--- Source records Enclosed Below ---
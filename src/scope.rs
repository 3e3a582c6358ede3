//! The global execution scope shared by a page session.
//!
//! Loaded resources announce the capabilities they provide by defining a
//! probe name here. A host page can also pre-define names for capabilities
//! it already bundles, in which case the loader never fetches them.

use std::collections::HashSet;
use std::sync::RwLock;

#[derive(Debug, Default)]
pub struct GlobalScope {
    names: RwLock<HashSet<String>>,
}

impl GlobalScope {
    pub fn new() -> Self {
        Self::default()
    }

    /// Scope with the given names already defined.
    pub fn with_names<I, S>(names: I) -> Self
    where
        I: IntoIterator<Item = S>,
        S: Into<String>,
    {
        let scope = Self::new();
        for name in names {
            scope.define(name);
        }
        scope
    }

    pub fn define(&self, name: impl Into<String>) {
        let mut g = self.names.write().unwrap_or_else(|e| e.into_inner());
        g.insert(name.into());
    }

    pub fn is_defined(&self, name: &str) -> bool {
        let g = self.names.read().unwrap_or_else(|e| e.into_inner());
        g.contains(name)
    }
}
--- End of Enclosed Source records ---
Nothing but lines that contain "capabilities" should appear in the answer. Copy each from the records.

[Solution]
//! Loaded resources announce the capabilities they provide by defining a
//! probe name here. A host page can also pre-define names for capabilities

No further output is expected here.